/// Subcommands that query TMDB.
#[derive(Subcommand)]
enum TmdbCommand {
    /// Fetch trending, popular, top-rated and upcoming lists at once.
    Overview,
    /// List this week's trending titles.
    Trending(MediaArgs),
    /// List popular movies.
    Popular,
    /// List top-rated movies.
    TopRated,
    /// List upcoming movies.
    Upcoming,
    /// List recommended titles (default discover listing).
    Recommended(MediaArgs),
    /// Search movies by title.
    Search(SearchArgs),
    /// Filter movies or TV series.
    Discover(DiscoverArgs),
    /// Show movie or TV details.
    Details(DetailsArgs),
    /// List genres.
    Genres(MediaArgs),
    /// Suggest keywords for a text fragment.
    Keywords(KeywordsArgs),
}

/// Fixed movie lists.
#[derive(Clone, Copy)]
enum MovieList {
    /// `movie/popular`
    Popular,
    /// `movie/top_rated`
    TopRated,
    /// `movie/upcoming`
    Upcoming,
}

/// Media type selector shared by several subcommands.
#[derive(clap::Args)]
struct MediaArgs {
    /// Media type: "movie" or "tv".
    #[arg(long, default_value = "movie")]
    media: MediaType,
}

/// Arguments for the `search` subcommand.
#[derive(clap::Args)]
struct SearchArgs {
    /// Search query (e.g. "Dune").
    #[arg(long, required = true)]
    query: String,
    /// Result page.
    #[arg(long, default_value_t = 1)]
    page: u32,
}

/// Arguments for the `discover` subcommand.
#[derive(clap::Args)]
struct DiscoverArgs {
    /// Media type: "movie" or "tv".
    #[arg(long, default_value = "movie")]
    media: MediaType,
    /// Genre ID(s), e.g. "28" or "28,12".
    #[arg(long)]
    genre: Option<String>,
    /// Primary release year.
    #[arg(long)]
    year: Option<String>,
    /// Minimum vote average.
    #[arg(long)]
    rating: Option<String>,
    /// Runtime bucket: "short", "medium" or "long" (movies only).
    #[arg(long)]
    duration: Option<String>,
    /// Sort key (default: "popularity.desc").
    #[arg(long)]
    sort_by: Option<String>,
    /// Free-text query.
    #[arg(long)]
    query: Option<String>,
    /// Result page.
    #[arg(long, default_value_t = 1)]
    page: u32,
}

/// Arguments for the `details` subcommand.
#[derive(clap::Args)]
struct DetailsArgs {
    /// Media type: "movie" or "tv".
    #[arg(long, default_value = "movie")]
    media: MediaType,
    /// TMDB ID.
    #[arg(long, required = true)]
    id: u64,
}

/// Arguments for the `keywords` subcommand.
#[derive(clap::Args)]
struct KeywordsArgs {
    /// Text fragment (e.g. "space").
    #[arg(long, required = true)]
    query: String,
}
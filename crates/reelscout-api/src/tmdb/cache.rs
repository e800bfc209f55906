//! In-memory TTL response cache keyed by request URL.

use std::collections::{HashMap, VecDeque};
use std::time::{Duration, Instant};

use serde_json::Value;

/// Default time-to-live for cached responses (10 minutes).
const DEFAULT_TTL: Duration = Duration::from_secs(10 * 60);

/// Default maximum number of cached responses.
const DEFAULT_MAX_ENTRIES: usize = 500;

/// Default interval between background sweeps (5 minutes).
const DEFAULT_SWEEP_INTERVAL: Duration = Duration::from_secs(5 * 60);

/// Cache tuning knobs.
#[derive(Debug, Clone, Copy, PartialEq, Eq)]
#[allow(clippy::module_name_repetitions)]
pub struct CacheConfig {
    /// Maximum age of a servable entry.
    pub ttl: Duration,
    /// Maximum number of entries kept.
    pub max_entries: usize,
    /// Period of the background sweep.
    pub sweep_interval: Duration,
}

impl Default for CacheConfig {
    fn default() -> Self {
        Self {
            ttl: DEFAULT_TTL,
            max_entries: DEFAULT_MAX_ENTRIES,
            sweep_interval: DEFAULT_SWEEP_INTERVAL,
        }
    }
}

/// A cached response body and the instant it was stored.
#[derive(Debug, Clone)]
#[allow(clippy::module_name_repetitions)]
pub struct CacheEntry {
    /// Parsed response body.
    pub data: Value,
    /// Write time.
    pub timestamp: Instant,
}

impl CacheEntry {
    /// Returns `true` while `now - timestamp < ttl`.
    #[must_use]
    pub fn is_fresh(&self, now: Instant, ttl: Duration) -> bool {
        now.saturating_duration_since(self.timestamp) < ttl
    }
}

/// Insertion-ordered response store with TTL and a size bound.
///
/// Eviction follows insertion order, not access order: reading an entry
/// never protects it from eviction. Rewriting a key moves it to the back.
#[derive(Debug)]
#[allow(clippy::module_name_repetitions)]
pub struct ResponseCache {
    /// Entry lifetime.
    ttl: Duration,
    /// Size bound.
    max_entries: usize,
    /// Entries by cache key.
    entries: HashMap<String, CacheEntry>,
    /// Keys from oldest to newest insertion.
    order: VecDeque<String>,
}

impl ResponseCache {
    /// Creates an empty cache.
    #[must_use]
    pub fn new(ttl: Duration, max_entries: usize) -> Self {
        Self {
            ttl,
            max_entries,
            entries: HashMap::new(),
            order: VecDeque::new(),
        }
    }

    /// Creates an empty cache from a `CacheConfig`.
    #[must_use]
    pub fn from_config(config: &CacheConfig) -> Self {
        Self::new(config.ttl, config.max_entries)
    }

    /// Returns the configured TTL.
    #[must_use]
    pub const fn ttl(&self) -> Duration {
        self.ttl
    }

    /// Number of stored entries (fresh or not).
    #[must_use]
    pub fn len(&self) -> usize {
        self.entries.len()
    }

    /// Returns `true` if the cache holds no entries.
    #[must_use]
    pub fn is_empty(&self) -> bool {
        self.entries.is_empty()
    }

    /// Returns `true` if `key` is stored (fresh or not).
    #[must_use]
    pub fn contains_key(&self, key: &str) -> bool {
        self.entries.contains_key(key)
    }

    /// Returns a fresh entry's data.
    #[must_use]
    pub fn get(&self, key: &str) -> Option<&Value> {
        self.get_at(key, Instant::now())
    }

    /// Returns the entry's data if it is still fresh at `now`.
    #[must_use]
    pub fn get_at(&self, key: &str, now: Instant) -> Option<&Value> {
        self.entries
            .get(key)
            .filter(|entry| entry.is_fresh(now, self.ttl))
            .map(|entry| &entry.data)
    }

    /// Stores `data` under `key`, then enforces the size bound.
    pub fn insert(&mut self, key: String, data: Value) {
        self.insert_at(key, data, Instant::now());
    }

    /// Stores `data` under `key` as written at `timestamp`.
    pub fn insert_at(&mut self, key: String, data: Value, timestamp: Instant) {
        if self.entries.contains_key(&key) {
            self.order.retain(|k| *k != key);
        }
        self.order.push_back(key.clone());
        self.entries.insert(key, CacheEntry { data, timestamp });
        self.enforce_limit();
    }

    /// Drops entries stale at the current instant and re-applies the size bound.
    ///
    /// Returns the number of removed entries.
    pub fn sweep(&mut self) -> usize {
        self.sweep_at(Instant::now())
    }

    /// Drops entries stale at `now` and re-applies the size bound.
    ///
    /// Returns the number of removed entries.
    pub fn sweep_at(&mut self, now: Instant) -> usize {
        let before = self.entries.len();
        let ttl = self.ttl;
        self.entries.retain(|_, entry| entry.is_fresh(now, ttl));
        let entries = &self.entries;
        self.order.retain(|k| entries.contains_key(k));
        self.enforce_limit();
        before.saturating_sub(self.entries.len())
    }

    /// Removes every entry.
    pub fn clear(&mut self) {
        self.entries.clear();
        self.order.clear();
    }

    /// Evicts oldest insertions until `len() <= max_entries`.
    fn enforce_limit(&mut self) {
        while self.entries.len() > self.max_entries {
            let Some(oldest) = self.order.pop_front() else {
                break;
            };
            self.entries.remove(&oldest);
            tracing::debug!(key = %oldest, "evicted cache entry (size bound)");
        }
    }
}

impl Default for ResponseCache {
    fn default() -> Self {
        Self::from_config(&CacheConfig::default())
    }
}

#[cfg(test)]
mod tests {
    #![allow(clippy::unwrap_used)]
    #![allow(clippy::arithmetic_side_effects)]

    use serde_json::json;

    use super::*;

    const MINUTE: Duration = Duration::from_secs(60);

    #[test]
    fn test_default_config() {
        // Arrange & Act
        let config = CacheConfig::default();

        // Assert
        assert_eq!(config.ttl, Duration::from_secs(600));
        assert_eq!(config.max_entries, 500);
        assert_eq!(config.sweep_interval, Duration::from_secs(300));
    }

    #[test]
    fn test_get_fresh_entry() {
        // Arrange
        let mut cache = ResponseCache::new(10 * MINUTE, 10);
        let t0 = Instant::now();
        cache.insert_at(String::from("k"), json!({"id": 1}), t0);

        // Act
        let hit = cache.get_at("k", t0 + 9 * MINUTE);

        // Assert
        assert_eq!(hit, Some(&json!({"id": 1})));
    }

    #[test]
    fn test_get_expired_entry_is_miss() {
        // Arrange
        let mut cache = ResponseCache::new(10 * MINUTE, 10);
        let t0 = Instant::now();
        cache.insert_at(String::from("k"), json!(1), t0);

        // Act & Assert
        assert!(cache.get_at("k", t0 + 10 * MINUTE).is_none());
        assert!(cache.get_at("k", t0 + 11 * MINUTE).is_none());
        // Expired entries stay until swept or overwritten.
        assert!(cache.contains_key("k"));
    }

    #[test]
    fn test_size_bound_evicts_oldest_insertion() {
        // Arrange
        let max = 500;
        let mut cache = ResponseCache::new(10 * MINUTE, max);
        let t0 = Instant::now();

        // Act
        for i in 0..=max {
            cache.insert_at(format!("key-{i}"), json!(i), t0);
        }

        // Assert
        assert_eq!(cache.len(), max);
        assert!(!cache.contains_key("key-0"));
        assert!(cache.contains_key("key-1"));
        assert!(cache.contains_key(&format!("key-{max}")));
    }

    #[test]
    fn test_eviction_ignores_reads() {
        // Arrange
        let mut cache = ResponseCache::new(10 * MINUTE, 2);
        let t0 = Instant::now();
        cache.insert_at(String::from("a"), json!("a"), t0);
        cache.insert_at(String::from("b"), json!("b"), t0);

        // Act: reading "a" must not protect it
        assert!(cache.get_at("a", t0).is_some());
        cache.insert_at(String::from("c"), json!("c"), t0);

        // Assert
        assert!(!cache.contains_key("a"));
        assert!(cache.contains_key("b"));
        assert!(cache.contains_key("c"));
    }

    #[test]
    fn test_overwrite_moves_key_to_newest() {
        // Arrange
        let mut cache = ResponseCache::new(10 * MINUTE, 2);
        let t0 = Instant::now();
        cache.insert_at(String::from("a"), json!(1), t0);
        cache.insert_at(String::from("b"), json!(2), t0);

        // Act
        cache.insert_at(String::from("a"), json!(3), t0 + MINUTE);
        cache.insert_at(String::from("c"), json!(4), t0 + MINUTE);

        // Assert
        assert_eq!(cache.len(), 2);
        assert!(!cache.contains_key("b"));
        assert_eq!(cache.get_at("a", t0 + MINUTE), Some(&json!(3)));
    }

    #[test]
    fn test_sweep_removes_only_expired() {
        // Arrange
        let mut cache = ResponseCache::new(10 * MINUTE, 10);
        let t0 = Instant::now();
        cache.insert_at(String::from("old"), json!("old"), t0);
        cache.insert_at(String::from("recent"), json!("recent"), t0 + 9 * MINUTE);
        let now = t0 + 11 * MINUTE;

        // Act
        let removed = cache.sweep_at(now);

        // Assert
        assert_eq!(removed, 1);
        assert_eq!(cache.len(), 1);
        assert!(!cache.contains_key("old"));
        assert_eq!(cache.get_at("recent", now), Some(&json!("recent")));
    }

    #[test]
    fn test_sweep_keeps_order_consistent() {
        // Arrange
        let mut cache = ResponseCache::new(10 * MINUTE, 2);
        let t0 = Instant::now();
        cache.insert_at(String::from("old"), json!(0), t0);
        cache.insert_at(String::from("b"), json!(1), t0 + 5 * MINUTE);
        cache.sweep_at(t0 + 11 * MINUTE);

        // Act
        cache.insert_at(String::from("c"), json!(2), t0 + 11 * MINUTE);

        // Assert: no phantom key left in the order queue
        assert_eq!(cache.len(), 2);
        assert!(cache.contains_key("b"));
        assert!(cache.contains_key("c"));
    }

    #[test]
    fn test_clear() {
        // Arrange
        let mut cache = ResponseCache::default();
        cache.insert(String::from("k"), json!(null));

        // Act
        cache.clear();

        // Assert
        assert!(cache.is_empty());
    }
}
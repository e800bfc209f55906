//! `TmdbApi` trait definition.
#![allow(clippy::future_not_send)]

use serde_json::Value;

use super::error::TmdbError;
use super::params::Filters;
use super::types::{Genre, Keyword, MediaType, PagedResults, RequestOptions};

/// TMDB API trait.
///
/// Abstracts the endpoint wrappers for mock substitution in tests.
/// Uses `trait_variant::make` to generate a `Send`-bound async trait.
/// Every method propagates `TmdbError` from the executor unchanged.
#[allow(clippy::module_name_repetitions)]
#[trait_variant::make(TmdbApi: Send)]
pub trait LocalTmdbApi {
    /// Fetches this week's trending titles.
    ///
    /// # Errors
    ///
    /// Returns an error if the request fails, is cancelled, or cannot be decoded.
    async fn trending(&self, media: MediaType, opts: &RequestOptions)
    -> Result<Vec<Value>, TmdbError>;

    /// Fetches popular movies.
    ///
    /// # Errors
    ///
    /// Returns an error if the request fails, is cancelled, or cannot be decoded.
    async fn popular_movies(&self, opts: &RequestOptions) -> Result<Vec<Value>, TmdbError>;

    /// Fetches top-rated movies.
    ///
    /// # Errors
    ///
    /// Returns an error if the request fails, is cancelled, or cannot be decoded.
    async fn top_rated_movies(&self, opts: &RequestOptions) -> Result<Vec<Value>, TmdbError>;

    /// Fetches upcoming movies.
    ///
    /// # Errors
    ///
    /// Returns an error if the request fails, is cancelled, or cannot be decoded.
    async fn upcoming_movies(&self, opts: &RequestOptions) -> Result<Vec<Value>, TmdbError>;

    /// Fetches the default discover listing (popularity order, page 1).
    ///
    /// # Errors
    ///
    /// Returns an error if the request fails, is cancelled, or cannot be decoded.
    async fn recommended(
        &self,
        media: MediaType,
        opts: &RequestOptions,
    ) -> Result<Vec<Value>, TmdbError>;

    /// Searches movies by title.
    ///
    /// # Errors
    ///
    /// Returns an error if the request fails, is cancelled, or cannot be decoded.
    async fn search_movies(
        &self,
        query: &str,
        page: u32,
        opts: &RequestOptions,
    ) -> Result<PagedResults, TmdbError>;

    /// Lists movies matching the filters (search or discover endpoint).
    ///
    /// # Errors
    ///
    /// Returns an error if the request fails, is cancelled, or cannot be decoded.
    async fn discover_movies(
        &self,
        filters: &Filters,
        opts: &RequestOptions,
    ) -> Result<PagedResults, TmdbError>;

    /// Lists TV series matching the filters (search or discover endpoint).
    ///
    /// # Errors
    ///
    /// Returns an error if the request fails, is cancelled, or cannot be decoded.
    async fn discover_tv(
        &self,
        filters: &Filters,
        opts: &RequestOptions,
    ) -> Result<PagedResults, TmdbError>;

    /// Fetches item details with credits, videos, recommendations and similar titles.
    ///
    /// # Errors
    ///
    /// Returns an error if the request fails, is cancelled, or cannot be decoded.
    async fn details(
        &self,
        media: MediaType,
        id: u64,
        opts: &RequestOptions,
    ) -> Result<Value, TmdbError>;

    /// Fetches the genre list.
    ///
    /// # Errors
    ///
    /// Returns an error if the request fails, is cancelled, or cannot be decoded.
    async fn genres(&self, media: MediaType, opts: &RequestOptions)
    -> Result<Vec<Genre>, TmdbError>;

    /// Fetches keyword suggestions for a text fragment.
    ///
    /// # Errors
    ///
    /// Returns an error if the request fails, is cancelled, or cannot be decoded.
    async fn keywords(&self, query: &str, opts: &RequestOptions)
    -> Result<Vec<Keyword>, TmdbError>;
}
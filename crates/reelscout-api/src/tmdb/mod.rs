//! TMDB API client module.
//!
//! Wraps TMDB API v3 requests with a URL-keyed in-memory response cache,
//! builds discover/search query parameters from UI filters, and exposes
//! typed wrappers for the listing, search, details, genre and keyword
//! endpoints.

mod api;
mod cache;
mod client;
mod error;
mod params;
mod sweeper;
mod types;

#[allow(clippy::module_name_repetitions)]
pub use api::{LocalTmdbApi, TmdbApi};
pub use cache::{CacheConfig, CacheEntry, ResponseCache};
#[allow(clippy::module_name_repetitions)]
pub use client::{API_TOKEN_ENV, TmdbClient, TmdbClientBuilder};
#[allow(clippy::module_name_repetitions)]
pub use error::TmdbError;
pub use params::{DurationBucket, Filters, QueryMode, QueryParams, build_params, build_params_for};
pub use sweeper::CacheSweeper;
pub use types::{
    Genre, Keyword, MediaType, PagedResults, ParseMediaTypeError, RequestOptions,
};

**********

**What is needed**
If a line in the records contains "KeywordsArgs", report it.

**Response to the exercise**
    Keywords(KeywordsArgs),
struct KeywordsArgs {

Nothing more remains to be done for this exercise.